▶ _Task goal_
Look through the listing below and write out exactly the lines from the line with "use super::*;" to the line with "async fn test_duplicate_email_conflicts()", both included, and no others.

:::::

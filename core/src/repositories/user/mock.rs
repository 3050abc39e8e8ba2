//! In-memory implementation of IdentityRepository for tests and local runs

use async_trait::async_trait;
use chrono::Utc;
use std::collections::HashMap;
use std::sync::Arc;
use tokio::sync::RwLock;
use uuid::Uuid;

use crate::domain::entities::identity::{Account, AccountCredentials, NewAccount};
use crate::errors::DomainError;

use super::trait_::IdentityRepository;

#[derive(Clone)]
struct StoredAccount {
    account: Account,
    password_hash: String,
    deleted: bool,
}

/// In-memory identity repository keyed by account ID
#[derive(Clone, Default)]
pub struct InMemoryIdentityRepository {
    accounts: Arc<RwLock<HashMap<String, StoredAccount>>>,
}

impl InMemoryIdentityRepository {
    /// Create a new empty repository
    pub fn new() -> Self {
        Self::default()
    }

    /// Mark an account as deleted; it disappears from every lookup
    pub async fn soft_delete(&self, id: &str) -> bool {
        let mut accounts = self.accounts.write().await;
        match accounts.get_mut(id) {
            Some(stored) => {
                stored.deleted = true;
                true
            }
            None => false,
        }
    }
}

#[async_trait]
impl IdentityRepository for InMemoryIdentityRepository {
    async fn find_active_by_id(&self, id: &str) -> Result<Option<Account>, DomainError> {
        let accounts = self.accounts.read().await;
        Ok(accounts
            .get(id)
            .filter(|stored| !stored.deleted)
            .map(|stored| stored.account.clone()))
    }

    async fn find_credentials_by_email(
        &self,
        email: &str,
    ) -> Result<Option<AccountCredentials>, DomainError> {
        let accounts = self.accounts.read().await;
        Ok(accounts
            .values()
            .find(|stored| !stored.deleted && stored.account.email == email)
            .map(|stored| AccountCredentials {
                account: stored.account.clone(),
                password_hash: stored.password_hash.clone(),
            }))
    }

    async fn create(&self, new_account: NewAccount) -> Result<Account, DomainError> {
        let mut accounts = self.accounts.write().await;

        // Email uniqueness covers soft-deleted rows too, as a database unique index would
        if accounts
            .values()
            .any(|stored| stored.account.email == new_account.email)
        {
            return Err(DomainError::Conflict {
                resource: format!("account {}", new_account.email),
            });
        }

        let account = Account {
            id: Uuid::new_v4().to_string(),
            name: new_account.name,
            email: new_account.email,
            created_at: Utc::now(),
        };
        accounts.insert(
            account.id.clone(),
            StoredAccount {
                account: account.clone(),
                password_hash: new_account.password_hash,
                deleted: false,
            },
        );

        Ok(account)
    }
}

#[cfg(test)]
mod tests {
    use super::*;

    fn new_account(email: &str) -> NewAccount {
        NewAccount {
            name: "Ada".to_string(),
            email: email.to_string(),
            password_hash: "$2b$04$hash".to_string(),
        }
    }

    #[tokio::test]
    async fn test_create_and_find() {
        let repo = InMemoryIdentityRepository::new();
        let account = repo.create(new_account("ada@example.com")).await.unwrap();

        let found = repo.find_active_by_id(&account.id).await.unwrap();
        assert_eq!(found, Some(account.clone()));

        let credentials = repo
            .find_credentials_by_email("ada@example.com")
            .await
            .unwrap()
            .unwrap();
        assert_eq!(credentials.account, account);
        assert_eq!(credentials.password_hash, "$2b$04$hash");
    }

    #[tokio::test]
    async fn test_duplicate_email_conflicts() {
        let repo = InMemoryIdentityRepository::new();
        repo.create(new_account("ada@example.com")).await.unwrap();

        let result = repo.create(new_account("ada@example.com")).await;
        assert!(matches!(result, Err(DomainError::Conflict { .. })));
    }

    #[tokio::test]
    async fn test_soft_deleted_accounts_are_hidden() {
        let repo = InMemoryIdentityRepository::new();
        let account = repo.create(new_account("ada@example.com")).await.unwrap();

        assert!(repo.soft_delete(&account.id).await);
        assert!(repo.find_active_by_id(&account.id).await.unwrap().is_none());
        assert!(repo
            .find_credentials_by_email("ada@example.com")
            .await
            .unwrap()
            .is_none());
    }
}
//! Database configuration module

use super::{env_parse, env_var, ConfigError};

/// Database configuration for MySQL connections
#[derive(Debug, Clone)]
pub struct DatabaseConfig {
    /// Database connection URL
    pub url: String,

    /// Maximum number of connections in the pool
    pub max_connections: u32,

    /// Connection timeout in seconds
    pub connect_timeout: u64,

    /// Idle connection timeout in seconds
    pub idle_timeout: u64,

    /// Maximum lifetime of a connection in seconds
    pub max_lifetime: u64,

    /// Create missing tables on startup
    pub ensure_schema: bool,
}

impl DatabaseConfig {
    /// Create from environment variables. `DATABASE_URL` is required.
    pub fn from_env() -> Result<Self, ConfigError> {
        Ok(Self {
            url: env_var("DATABASE_URL")?,
            max_connections: env_parse("DATABASE_MAX_CONNECTIONS", 10)?,
            connect_timeout: env_parse("DATABASE_CONNECT_TIMEOUT", 30)?,
            ensure_schema: env_parse("DATABASE_ENSURE_SCHEMA", true)?,
            ..Self::new(String::new())
        })
    }

    /// Create a new database configuration with URL
    pub fn new(url: impl Into<String>) -> Self {
        Self {
            url: url.into(),
            max_connections: 10,
            connect_timeout: 30,
            idle_timeout: 600,
            max_lifetime: 1800,
            ensure_schema: true,
        }
    }

    /// Set the maximum number of connections
    pub fn with_max_connections(mut self, max: u32) -> Self {
        self.max_connections = max;
        self
    }
}
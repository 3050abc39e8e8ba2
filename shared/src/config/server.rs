//! Server configuration module

use serde::{Deserialize, Serialize};

use super::{env_parse, ConfigError};

/// HTTP server configuration
#[derive(Debug, Clone, Deserialize, Serialize)]
pub struct ServerConfig {
    /// Server host address
    pub host: String,

    /// Server port
    pub port: u16,

    /// Worker threads (0 = number of CPU cores)
    #[serde(default)]
    pub workers: usize,
}

impl Default for ServerConfig {
    fn default() -> Self {
        Self {
            host: String::from("0.0.0.0"),
            port: 8080,
            workers: 0,
        }
    }
}

impl ServerConfig {
    /// Create a new server configuration
    pub fn new(host: impl Into<String>, port: u16) -> Self {
        Self {
            host: host.into(),
            port,
            ..Default::default()
        }
    }

    /// Read `SERVER_HOST`, `SERVER_PORT` and `SERVER_WORKERS`
    pub fn from_env() -> Result<Self, ConfigError> {
        let defaults = Self::default();
        Ok(Self {
            host: std::env::var("SERVER_HOST").unwrap_or(defaults.host),
            port: env_parse("SERVER_PORT", defaults.port)?,
            workers: env_parse("SERVER_WORKERS", defaults.workers)?,
        })
    }

    /// Get the bind address
    pub fn bind_address(&self) -> String {
        format!("{}:{}", self.host, self.port)
    }
}
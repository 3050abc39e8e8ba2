use actix_web::{web, HttpRequest, HttpResponse};

use hl_core::errors::DomainError;
use hl_shared::errors::error_codes;

use crate::app::AppState;
use crate::dto::{AuthResponse, RefreshTokenRequest};
use crate::handlers::ApiError;

use super::{presented_refresh_token, refresh_cookie, request_meta, TokenSource};

/// Handler for POST /api/v1/auth/refresh
///
/// Rotates a refresh token. Browsers send it in the `refresh_token` cookie,
/// other clients in the body:
///
/// ```json
/// { "refresh_token": "eyJ..." }
/// ```
///
/// `refreshToken` is accepted as an alias. A token read from the cookie is
/// answered with the rotated token set back in the cookie.
///
/// ## Errors
/// - 400 Bad Request: `MISSING_REFRESH`
/// - 401 Unauthorized: `INVALID_REFRESH` for any token that cannot be rotated
pub async fn refresh(
    req: HttpRequest,
    state: web::Data<AppState>,
    body: Option<web::Json<RefreshTokenRequest>>,
) -> Result<HttpResponse, ApiError> {
    let (token, source) = presented_refresh_token(&req, body)?;

    let tokens = match state.tokens.rotate(&token, request_meta(&req)).await {
        Ok(tokens) => tokens,
        Err(DomainError::Token(err)) => {
            tracing::info!(code = err.code(), "Refresh rejected");
            return Err(ApiError::unauthorized(
                error_codes::INVALID_REFRESH,
                "Invalid refresh token",
            ));
        }
        Err(err) => return Err(err.into()),
    };

    let mut response = HttpResponse::Ok();
    if source == TokenSource::Cookie {
        response.cookie(refresh_cookie(tokens.refresh_token.clone()));
    }

    Ok(response.json(AuthResponse::new(tokens)))
}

:::::

▶ _Solution to this task_
    use super::*;

    fn new_account(email: &str) -> NewAccount {
        NewAccount {
            name: "Ada".to_string(),
            email: email.to_string(),
            password_hash: "$2b$04$hash".to_string(),
        }
    }

    #[tokio::test]
    async fn test_create_and_find() {
        let repo = InMemoryIdentityRepository::new();
        let account = repo.create(new_account("ada@example.com")).await.unwrap();

        let found = repo.find_active_by_id(&account.id).await.unwrap();
        assert_eq!(found, Some(account.clone()));

        let credentials = repo
            .find_credentials_by_email("ada@example.com")
            .await
            .unwrap()
            .unwrap();
        assert_eq!(credentials.account, account);
        assert_eq!(credentials.password_hash, "$2b$04$hash");
    }

    #[tokio::test]
    async fn test_duplicate_email_conflicts() {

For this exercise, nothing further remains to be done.